Friday, Jan. 31, 1969
G.E.'S HEAVY ARMFUL
AN old axiom at General Electric Co. is that "no operation should be larger than a man can get his arms around." There are few armfuls quite so huge or potentially so bountiful as G.E.'s. Its 375,000 employees turn out some 3,000 product lines, including jet engines, nuclear power plants and electric toothbrushes. Now the company has designed an unusual management system to better take hold of some costly problems.
The new system does away with the post of president and divides responsibility largely among three vice chairmen, who report only to Chairman Fred J. Borch, the man who gave up the presidency but remains very much the chief executive. The group's main task is to squeeze more earnings out of G.E.'s steadily increasing sales. Last week in Manhattan, Borch publicly introduced his triumvirate--William Dennler, Jack S. Parker and Herman Weiss. He also reported that sales reached a record $8.4 billion in 1968--double ten years ago--but profits did not keep pace. A preliminary estimate shows earnings are, as Borch put it, "no more than 2% below" 1967's record $361 million.

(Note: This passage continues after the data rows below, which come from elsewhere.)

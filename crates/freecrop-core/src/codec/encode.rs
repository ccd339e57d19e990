//! PNG encoding for cropped output.
//!
//! PNG is used because the output of a free-form crop carries an alpha mask
//! that JPEG cannot represent.

use image::codecs::png::PngEncoder;
use image::ExtendedColorType;
use image::ImageEncoder;
use std::io::Cursor;

use super::{Bitmap, BitmapError, CodecError, BYTES_PER_PIXEL};

/// Encode an RGBA bitmap to PNG bytes.
///
/// # Errors
///
/// Returns `CodecError::Bitmap` for zero dimensions or a pixel buffer whose
/// length doesn't match them, and `CodecError::EncodingFailed` if the
/// encoder itself fails.
pub fn encode_png(bitmap: &Bitmap) -> Result<Vec<u8>, CodecError> {
    let (width, height) = (bitmap.width, bitmap.height);
    if width == 0 || height == 0 {
        return Err(BitmapError::InvalidDimensions { width, height }.into());
    }

    let expected = width as usize * height as usize * BYTES_PER_PIXEL;
    if bitmap.pixels.len() != expected {
        return Err(BitmapError::SizeMismatch {
            expected,
            actual: bitmap.pixels.len(),
        }
        .into());
    }

    let mut buffer = Cursor::new(Vec::new());
    PngEncoder::new(&mut buffer)
        .write_image(&bitmap.pixels, width, height, ExtendedColorType::Rgba8)
        .map_err(|e| CodecError::EncodingFailed(e.to_string()))?;

    Ok(buffer.into_inner())
}
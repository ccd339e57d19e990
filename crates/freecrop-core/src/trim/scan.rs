//! Alpha-channel scan for the tight bounding box of visible pixels.

use log::debug;
use serde::{Deserialize, Serialize};

use crate::codec::{Bitmap, BYTES_PER_PIXEL};

/// Which alpha values count as "visible" when scanning.
#[derive(Debug, Clone, Copy, PartialEq, Eq, Default, Serialize, Deserialize)]
pub enum AlphaThreshold {
    /// Only alpha == 255.
    FullyOpaqueOnly,
    /// Any alpha > 0.
    #[default]
    AnyNonZero,
}

impl AlphaThreshold {
    #[inline]
    pub fn passes(self, alpha: u8) -> bool {
        match self {
            AlphaThreshold::FullyOpaqueOnly => alpha == u8::MAX,
            AlphaThreshold::AnyNonZero => alpha > 0,
        }
    }
}

/// Margins in whole pixels between a bitmap's edges and its content.
#[derive(Debug, Clone, Copy, Default, PartialEq, Eq, Serialize, Deserialize)]
pub struct PixelInsets {
    pub top: u32,
    pub left: u32,
    pub bottom: u32,
    pub right: u32,
}

impl PixelInsets {
    pub const ZERO: PixelInsets = PixelInsets {
        top: 0,
        left: 0,
        bottom: 0,
        right: 0,
    };

    pub fn new(top: u32, left: u32, bottom: u32, right: u32) -> Self {
        Self {
            top,
            left,
            bottom,
            right,
        }
    }

    pub fn is_zero(&self) -> bool {
        *self == Self::ZERO
    }
}

/// Compute the insets from each edge of `bitmap` to the smallest rectangle
/// containing every pixel whose alpha passes `threshold`.
///
/// The buffer is walked once, row by row, with an explicit stride. Within a
/// row only the first and last passing column matter, so each row is
/// searched from both ends.
///
/// A bitmap with no passing pixel (fully transparent, or empty) yields
/// [`PixelInsets::ZERO`]: it is treated as already tight rather than as an
/// error.
///
/// # Example
///
/// A 10x10 canvas whose only opaque pixel is `(2, 3)` gives
/// `{ top: 3, left: 2, bottom: 6, right: 7 }`.
pub fn opaque_bounding_box(bitmap: &Bitmap, threshold: AlphaThreshold) -> PixelInsets {
    let stride = bitmap.stride();
    if stride == 0 || bitmap.height == 0 {
        return PixelInsets::ZERO;
    }

    let mut min_row = usize::MAX;
    let mut max_row = 0usize;
    let mut min_col = usize::MAX;
    let mut max_col = 0usize;

    for (row, line) in bitmap
        .pixels
        .chunks_exact(stride)
        .take(bitmap.height as usize)
        .enumerate()
    {
        let passes = |px: &[u8]| threshold.passes(px[3]);

        let Some(first) = line.chunks_exact(BYTES_PER_PIXEL).position(passes) else {
            continue;
        };
        // `first` passed, so a last passing column exists.
        let last = line
            .chunks_exact(BYTES_PER_PIXEL)
            .rposition(passes)
            .unwrap_or(first);

        min_row = min_row.min(row);
        max_row = row;
        min_col = min_col.min(first);
        max_col = max_col.max(last);
    }

    if min_row == usize::MAX {
        debug!(
            "No visible pixels in {}x{} bitmap; treating as tight",
            bitmap.width, bitmap.height
        );
        return PixelInsets::ZERO;
    }

    let width = bitmap.width as usize;
    let height = bitmap.height as usize;
    PixelInsets {
        top: min_row as u32,
        left: min_col as u32,
        bottom: (height - max_row - 1) as u32,
        right: (width - max_col - 1) as u32,
    }
}
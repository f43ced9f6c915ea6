//! Value types shared by the facade, the classifier and transports.

use std::fmt;

use base64::{engine::general_purpose::STANDARD, Engine as _};
use serde_json::Value;

/// Application key and secret used for basic authentication.
#[derive(Clone, PartialEq, Eq)]
pub struct Credentials {
    key: String,
    secret: String,
}

impl Credentials {
    pub fn new(key: impl Into<String>, secret: impl Into<String>) -> Self {
        Self {
            key: key.into(),
            secret: secret.into(),
        }
    }

    pub fn key(&self) -> &str {
        &self.key
    }

    /// Value for the `authorization` header: `Basic base64(key:secret)`.
    pub fn authorization_header(&self) -> String {
        let raw = format!("{}:{}", self.key, self.secret);
        format!("Basic {}", STANDARD.encode(raw))
    }
}

impl fmt::Debug for Credentials {
    fn fmt(&self, f: &mut fmt::Formatter<'_>) -> fmt::Result {
        f.debug_struct("Credentials")
            .field("key", &self.key)
            .field("secret", &"<redacted>")
            .finish()
    }
}

/// A response body after JSON decoding was attempted.
#[derive(Debug, Clone, PartialEq)]
pub enum Body {
    Empty,
    Json(Value),
    /// Body that was not JSON or failed to parse, kept verbatim.
    Raw(String),
}

impl Body {
    pub fn is_empty(&self) -> bool {
        matches!(self, Body::Empty)
    }

    pub fn as_json(&self) -> Option<&Value> {
        match self {
            Body::Json(v) => Some(v),
            _ => None,
        }
    }

    /// Collapse into a JSON value: `Empty` becomes `null`, `Raw` a string.
    pub fn into_value(self) -> Value {
        match self {
            Body::Empty => Value::Null,
            Body::Json(v) => v,
            Body::Raw(s) => Value::String(s),
        }
    }
}

impl fmt::Display for Body {
    fn fmt(&self, f: &mut fmt::Formatter<'_>) -> fmt::Result {
        match self {
            Body::Empty => Ok(()),
            Body::Json(v) => write!(f, "{v}"),
            Body::Raw(s) => f.write_str(s),
        }
    }
}

/// A response whose body has been decoded.
#[derive(Debug, Clone, PartialEq)]
pub struct ApiResponse {
    pub status: u16,
    pub headers: Vec<(String, String)>,
    pub body: Body,
}

impl ApiResponse {
    pub fn is_success(&self) -> bool {
        (200..300).contains(&self.status)
    }
}
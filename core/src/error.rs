//! Error types for the push API client.
//!
//! # Design
//! `NotFound` gets a dedicated variant because accessor operations turn it
//! into `Ok(None)`. Remaining 4xx and 5xx responses are split into `Client`
//! and `Server` so callers can tell a rejected request from a remote outage.
//! Transport failures are carried unchanged behind `Transport`.

use thiserror::Error;

pub type Result<T> = std::result::Result<T, ApiError>;

/// Errors returned by `PushClient` operations.
#[derive(Debug, Error)]
pub enum ApiError {
    /// The server returned 404.
    #[error("resource not found")]
    NotFound,

    /// The server returned a 4xx status other than 404.
    #[error("client error: HTTP {status}: {body}")]
    Client { status: u16, body: String },

    /// The server returned a 5xx status.
    #[error("server error: HTTP {status}: {body}")]
    Server { status: u16, body: String },

    /// The server returned a status outside 2xx/4xx/5xx, e.g. an unfollowed redirect.
    #[error("unexpected HTTP status {status}: {body}")]
    UnexpectedStatus { status: u16, body: String },

    /// Connection, TLS or timeout failure raised by the transport.
    #[error("transport error: {0}")]
    Transport(#[source] Box<dyn std::error::Error + Send + Sync>),

    /// The request payload could not be serialized to JSON.
    #[error("serialization failed: {0}")]
    Serialization(#[from] serde_json::Error),

    /// A timestamp could not be rendered as ISO-8601.
    #[error("invalid timestamp: {0}")]
    Timestamp(#[from] time::error::Format),

    #[error("invalid configuration: {0}")]
    InvalidConfig(String),
}

impl ApiError {
    pub fn is_not_found(&self) -> bool {
        matches!(self, ApiError::NotFound)
    }

    /// HTTP status behind this error, if it came from a response.
    pub fn status(&self) -> Option<u16> {
        match self {
            ApiError::NotFound => Some(404),
            ApiError::Client { status, .. }
            | ApiError::Server { status, .. }
            | ApiError::UnexpectedStatus { status, .. } => Some(*status),
            _ => None,
        }
    }
}

impl From<ureq::Error> for ApiError {
    fn from(e: ureq::Error) -> Self {
        ApiError::Transport(Box::new(e))
    }
}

Entrance Costs. Borch is openly dissatisfied. He says: "We have not been doing as well as we would like in increasing our earnings to match our recent sales growth." At G.E., the percentage of profits to sales ran 4.7% in 1966 and 1967, well down from 1959's recent record of 6.2%. Last year earnings would have been off even more except for a final-quarter spurt in overall sales, including those of TV sets, appliances and other consumer products, which account for some 25% of G.E.'s business.
The troubles lie mainly in G.E.'s newer technological fields. The firm had to pay high entrance costs to break into those areas, and profits are farther into the future than managers had expected. The difficulties focus on three areas:
P: COMPUTERS. The company entered the computer field in the mid-1950s and so far has spent hundreds of millions to develop a full family of machines. Partly because of the competition from IBM (see page 63), it is unlikely to turn a profit before 1970 at the earliest. Another costly venture was G.E.'s purchase in 1964 of Machines Bull, a French computer manufacturer. G.E. has pumped well over $100 million into the company, most of whose major computer lines had to be scrapped; Bull has yet to earn a profit for G.E. Some management critics believe that G.E. would have done better if it had set up its own European computer subsidiary instead of buying the ailing Bull.
P: NUCLEAR POWER PLANTS. The company unwisely signed some "turnkey" contracts to supply complete plants at a fixed fee. Managers underestimated the devastating effects of inflation. They reckoned that construction costs would rise only 3% or 4% a year, but they have actually gone up about 12%. Result: losses on those jobs amounted to many millions of dollars last year. G.E. has a big backlog of $2 billion in orders for nuclear plants, but probably will not realize a profit on them for several years.
P: JET ENGINES. Though G.E. introduced jet engines in the U.S. 27 years ago, it has lately encountered some turbulence in this well-known field. Most of its engines go to the military but its profit margins are a slim 2.7% on some major Pentagon contracts. Borch figures that when the Viet Nam war ends, G.E.'s more than $1.5 billion sales of aerospace and defense hardware will drop about 10%. Partly to compensate for that, the company will try to push deeper into the more profitable commercial jet market. The payoff will not come immediately. G.E. is building engines for 110 McDonnell Douglas DC-10 air buses. In addition, the company's contract to power the Boeing supersonic transport should eventually be worth $5 billion or more in sales, but executives do not expect to reach the break-even point before 1980.
Rare Collection. Borch figures that the decade of the 1960s has been unusually demanding--yet highly promising--for the company that was founded 77 years ago by Thomas Edison and some others. "Rarely will two things with such exponential leverage for the future as nuclear power and the new generation of jets fall together in a single decade," Borch points out. "These are challenges that, with our resources and technologies, we simply could not walk away from."
To handle those problems and opportunities, Borch and his three vice chairmen will exercise tight control over an operation that has lately been split into ten groups and 48 divisions--up from five groups and 29 often overlapping divisions. That change recently won a compliment of sorts from rival Westinghouse (estimated 1968 sales: $3.3 billion). Three weeks ago, Westinghouse Chairman Donald C. Burnam named three vice chairmen, and picked four presidents to take charge of what Westinghouse calls four "company-like" units. By subdividing to achieve smallness, the giants of electricity hope to get their arms around the nettlesome new technologies.